Your task =>
The data must be given again in full, with no line altered.

-- Information provided follows --

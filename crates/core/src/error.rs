use std::io;
use std::path::PathBuf;

use thiserror::Error;

use crate::model::{AttachmentState, VolumeState};

/// A failed call into a cloud collaborator.
#[derive(Debug, Error)]
#[error("{operation} request failed: {message}")]
pub struct CloudError {
    pub operation: &'static str,
    pub message: String,
}

impl CloudError {
    pub fn new(operation: &'static str, message: impl Into<String>) -> Self {
        Self {
            operation,
            message: message.into(),
        }
    }
}

#[derive(Debug, Error)]
pub enum DeviceError {
    #[error("unable to find any nvme devices under {}", dir.display())]
    NoDeviceFound { dir: PathBuf },
    #[error("unable to read local devices under {}: {source}", dir.display())]
    Io {
        dir: PathBuf,
        #[source]
        source: io::Error,
    },
}

/// Why a volume lifecycle stopped short.
#[derive(Debug, Error)]
pub enum LifecycleError {
    #[error(transparent)]
    Cloud(#[from] CloudError),
    #[error("creating snapshot failed: {0}")]
    SnapshotFailed(String),
    #[error("invalid volume id: {0}")]
    VolumeNotFound(String),
    #[error("volume {volume_id} is in unexpected state {state:?}")]
    UnexpectedVolumeState {
        volume_id: String,
        state: VolumeState,
    },
    #[error("volume {volume_id} is {state:?}, but expected it to be in another state")]
    UnexpectedAttachmentState {
        volume_id: String,
        state: AttachmentState,
    },
    #[error("timed out waiting for {phase} after {attempts} polls")]
    Timeout { phase: &'static str, attempts: u32 },
    #[error(transparent)]
    Device(#[from] DeviceError),
    #[error("failed to mount {} at {}: {source}", device.display(), target.display())]
    Mount {
        device: PathBuf,
        target: PathBuf,
        #[source]
        source: io::Error,
    },
    #[error("failed to prepare mount directory {}: {source}", path.display())]
    MountDir {
        path: PathBuf,
        #[source]
        source: io::Error,
    },
    /// Aborted before the snapshot volume was usable; nothing deletes it.
    #[error("{source}; snapshot volume {volume_id} left behind")]
    LeftBehind {
        volume_id: String,
        #[source]
        source: Box<LifecycleError>,
    },
}

/// Structured classification of a single scan failure.
#[derive(Debug, Clone, Copy, PartialEq, Eq)]
pub enum ScanErrorKind {
    /// The file disappeared between the walk and the scan.
    Vanished,
    /// The path no longer names something that can be read as a regular file.
    Unmappable,
    Io,
    Fetch,
    Engine,
}

impl ScanErrorKind {
    /// Benign races during a live filesystem walk are neither logged nor
    /// counted as failures.
    pub fn is_benign(self) -> bool {
        matches!(self, ScanErrorKind::Vanished | ScanErrorKind::Unmappable)
    }
}

#[derive(Debug, Error)]
#[error("{message}")]
pub struct ScanError {
    pub kind: ScanErrorKind,
    pub message: String,
}

impl ScanError {
    pub fn new(kind: ScanErrorKind, message: impl Into<String>) -> Self {
        Self {
            kind,
            message: message.into(),
        }
    }

    pub fn is_benign(&self) -> bool {
        self.kind.is_benign()
    }

    /// Maps an I/O failure on a local file into the benign/real taxonomy.
    pub fn from_local_io(err: &io::Error) -> Self {
        let kind = match err.kind() {
            io::ErrorKind::NotFound => ScanErrorKind::Vanished,
            _ if err.raw_os_error() == Some(libc::ELOOP) => ScanErrorKind::Unmappable,
            _ => ScanErrorKind::Io,
        };
        Self::new(kind, err.to_string())
    }
}

impl From<FetchError> for ScanError {
    fn from(err: FetchError) -> Self {
        ScanError::new(ScanErrorKind::Fetch, err.to_string())
    }
}

/// Failure recorded by a chunked reader while the engine pulls ranges.
#[derive(Debug, Error)]
pub enum FetchError {
    #[error(transparent)]
    Cloud(#[from] CloudError),
    #[error("range read failed: {0}")]
    Io(#[from] io::Error),
    #[error("stream ended after {received} of {expected} bytes")]
    ShortRead { expected: u64, received: u64 },
}

#[derive(Debug, Error)]
pub enum DispatchError {
    #[error("scan dispatcher is no longer accepting jobs")]
    Closed,
}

-- Information provided concluded --

Expected answer =>
filename crates/core/src/error.rs
use std::io;
use std::path::PathBuf;

use thiserror::Error;

use crate::model::{AttachmentState, VolumeState};

/// A failed call into a cloud collaborator.
#[derive(Debug, Error)]
#[error("{operation} request failed: {message}")]
pub struct CloudError {
    pub operation: &'static str,
    pub message: String,
}

impl CloudError {
    pub fn new(operation: &'static str, message: impl Into<String>) -> Self {
        Self {
            operation,
            message: message.into(),
        }
    }
}

#[derive(Debug, Error)]
pub enum DeviceError {
    #[error("unable to find any nvme devices under {}", dir.display())]
    NoDeviceFound { dir: PathBuf },
    #[error("unable to read local devices under {}: {source}", dir.display())]
    Io {
        dir: PathBuf,
        #[source]
        source: io::Error,
    },
}

/// Why a volume lifecycle stopped short.
#[derive(Debug, Error)]
pub enum LifecycleError {
    #[error(transparent)]
    Cloud(#[from] CloudError),
    #[error("creating snapshot failed: {0}")]
    SnapshotFailed(String),
    #[error("invalid volume id: {0}")]
    VolumeNotFound(String),
    #[error("volume {volume_id} is in unexpected state {state:?}")]
    UnexpectedVolumeState {
        volume_id: String,
        state: VolumeState,
    },
    #[error("volume {volume_id} is {state:?}, but expected it to be in another state")]
    UnexpectedAttachmentState {
        volume_id: String,
        state: AttachmentState,
    },
    #[error("timed out waiting for {phase} after {attempts} polls")]
    Timeout { phase: &'static str, attempts: u32 },
    #[error(transparent)]
    Device(#[from] DeviceError),
    #[error("failed to mount {} at {}: {source}", device.display(), target.display())]
    Mount {
        device: PathBuf,
        target: PathBuf,
        #[source]
        source: io::Error,
    },
    #[error("failed to prepare mount directory {}: {source}", path.display())]
    MountDir {
        path: PathBuf,
        #[source]
        source: io::Error,
    },
    /// Aborted before the snapshot volume was usable; nothing deletes it.
    #[error("{source}; snapshot volume {volume_id} left behind")]
    LeftBehind {
        volume_id: String,
        #[source]
        source: Box<LifecycleError>,
    },
}

/// Structured classification of a single scan failure.
#[derive(Debug, Clone, Copy, PartialEq, Eq)]
pub enum ScanErrorKind {
    /// The file disappeared between the walk and the scan.
    Vanished,
    /// The path no longer names something that can be read as a regular file.
    Unmappable,
    Io,
    Fetch,
    Engine,
}

impl ScanErrorKind {
    /// Benign races during a live filesystem walk are neither logged nor
    /// counted as failures.
    pub fn is_benign(self) -> bool {
        matches!(self, ScanErrorKind::Vanished | ScanErrorKind::Unmappable)
    }
}

#[derive(Debug, Error)]
#[error("{message}")]
pub struct ScanError {
    pub kind: ScanErrorKind,
    pub message: String,
}

impl ScanError {
    pub fn new(kind: ScanErrorKind, message: impl Into<String>) -> Self {
        Self {
            kind,
            message: message.into(),
        }
    }

    pub fn is_benign(&self) -> bool {
        self.kind.is_benign()
    }

    /// Maps an I/O failure on a local file into the benign/real taxonomy.
    pub fn from_local_io(err: &io::Error) -> Self {
        let kind = match err.kind() {
            io::ErrorKind::NotFound => ScanErrorKind::Vanished,
            _ if err.raw_os_error() == Some(libc::ELOOP) => ScanErrorKind::Unmappable,
            _ => ScanErrorKind::Io,
        };
        Self::new(kind, err.to_string())
    }
}

impl From<FetchError> for ScanError {
    fn from(err: FetchError) -> Self {
        ScanError::new(ScanErrorKind::Fetch, err.to_string())
    }
}

/// Failure recorded by a chunked reader while the engine pulls ranges.
#[derive(Debug, Error)]
pub enum FetchError {
    #[error(transparent)]
    Cloud(#[from] CloudError),
    #[error("range read failed: {0}")]
    Io(#[from] io::Error),
    #[error("stream ended after {received} of {expected} bytes")]
    ShortRead { expected: u64, received: u64 },
}

#[derive(Debug, Error)]
pub enum DispatchError {
    #[error("scan dispatcher is no longer accepting jobs")]
    Closed,
}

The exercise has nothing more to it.